*Task objective*.
When a line below contains the string "Asserts", show that line.

[Saved data entries]
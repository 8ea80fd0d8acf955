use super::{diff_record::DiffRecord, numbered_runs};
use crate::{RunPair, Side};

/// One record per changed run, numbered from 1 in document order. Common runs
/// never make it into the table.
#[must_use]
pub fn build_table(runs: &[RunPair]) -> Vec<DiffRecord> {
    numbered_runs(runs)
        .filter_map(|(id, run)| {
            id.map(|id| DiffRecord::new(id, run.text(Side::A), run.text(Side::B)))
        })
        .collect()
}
---
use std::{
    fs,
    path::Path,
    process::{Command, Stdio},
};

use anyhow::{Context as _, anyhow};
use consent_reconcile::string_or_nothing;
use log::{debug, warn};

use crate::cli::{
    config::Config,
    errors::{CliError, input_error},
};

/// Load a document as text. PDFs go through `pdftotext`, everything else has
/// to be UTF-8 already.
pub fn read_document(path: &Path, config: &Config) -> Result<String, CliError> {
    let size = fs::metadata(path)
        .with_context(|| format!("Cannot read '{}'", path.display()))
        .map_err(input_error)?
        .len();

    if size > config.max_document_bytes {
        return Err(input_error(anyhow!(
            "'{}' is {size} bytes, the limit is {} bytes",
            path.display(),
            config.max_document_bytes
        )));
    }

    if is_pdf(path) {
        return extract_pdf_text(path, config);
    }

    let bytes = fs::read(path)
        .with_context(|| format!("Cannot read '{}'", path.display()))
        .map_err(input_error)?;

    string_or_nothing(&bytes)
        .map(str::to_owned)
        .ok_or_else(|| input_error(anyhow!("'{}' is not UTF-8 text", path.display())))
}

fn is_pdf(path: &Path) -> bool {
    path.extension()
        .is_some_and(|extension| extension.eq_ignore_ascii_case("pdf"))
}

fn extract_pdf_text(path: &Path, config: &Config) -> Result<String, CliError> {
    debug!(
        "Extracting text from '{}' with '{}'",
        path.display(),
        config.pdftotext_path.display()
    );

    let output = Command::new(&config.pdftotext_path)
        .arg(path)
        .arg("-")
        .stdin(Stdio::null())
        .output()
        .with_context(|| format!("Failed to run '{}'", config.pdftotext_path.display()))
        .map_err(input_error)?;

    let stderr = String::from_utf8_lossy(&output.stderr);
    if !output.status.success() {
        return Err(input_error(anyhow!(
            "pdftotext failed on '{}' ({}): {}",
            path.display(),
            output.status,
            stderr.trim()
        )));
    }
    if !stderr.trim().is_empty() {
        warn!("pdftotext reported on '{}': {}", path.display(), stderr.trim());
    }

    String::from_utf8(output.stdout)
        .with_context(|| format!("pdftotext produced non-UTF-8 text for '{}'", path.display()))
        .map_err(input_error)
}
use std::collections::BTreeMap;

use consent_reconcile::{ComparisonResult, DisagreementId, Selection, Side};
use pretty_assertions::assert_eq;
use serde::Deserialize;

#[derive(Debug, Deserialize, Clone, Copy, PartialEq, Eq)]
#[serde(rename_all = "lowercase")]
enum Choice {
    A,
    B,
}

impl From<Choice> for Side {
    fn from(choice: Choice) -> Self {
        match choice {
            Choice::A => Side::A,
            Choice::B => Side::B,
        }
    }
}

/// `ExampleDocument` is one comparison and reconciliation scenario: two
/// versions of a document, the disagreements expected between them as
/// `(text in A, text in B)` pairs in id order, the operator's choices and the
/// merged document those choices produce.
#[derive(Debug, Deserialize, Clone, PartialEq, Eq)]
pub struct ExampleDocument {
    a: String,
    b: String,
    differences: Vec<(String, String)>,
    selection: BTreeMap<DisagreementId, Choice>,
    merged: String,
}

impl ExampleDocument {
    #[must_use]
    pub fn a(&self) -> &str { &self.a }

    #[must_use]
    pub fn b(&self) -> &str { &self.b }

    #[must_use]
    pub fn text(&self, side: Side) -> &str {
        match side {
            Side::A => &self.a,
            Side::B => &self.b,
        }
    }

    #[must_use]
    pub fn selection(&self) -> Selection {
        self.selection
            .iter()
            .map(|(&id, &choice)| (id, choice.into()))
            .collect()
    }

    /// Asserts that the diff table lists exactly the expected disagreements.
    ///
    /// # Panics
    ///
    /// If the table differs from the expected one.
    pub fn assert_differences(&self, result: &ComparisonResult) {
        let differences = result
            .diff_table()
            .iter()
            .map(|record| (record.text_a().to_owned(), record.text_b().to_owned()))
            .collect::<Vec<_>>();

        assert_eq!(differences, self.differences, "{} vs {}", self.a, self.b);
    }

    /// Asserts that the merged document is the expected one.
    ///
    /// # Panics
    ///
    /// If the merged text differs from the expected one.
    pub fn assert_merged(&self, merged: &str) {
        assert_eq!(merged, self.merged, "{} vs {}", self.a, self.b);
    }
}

*Final answer*.
    /// Asserts that the diff table lists exactly the expected disagreements.
    /// Asserts that the merged document is the expected one.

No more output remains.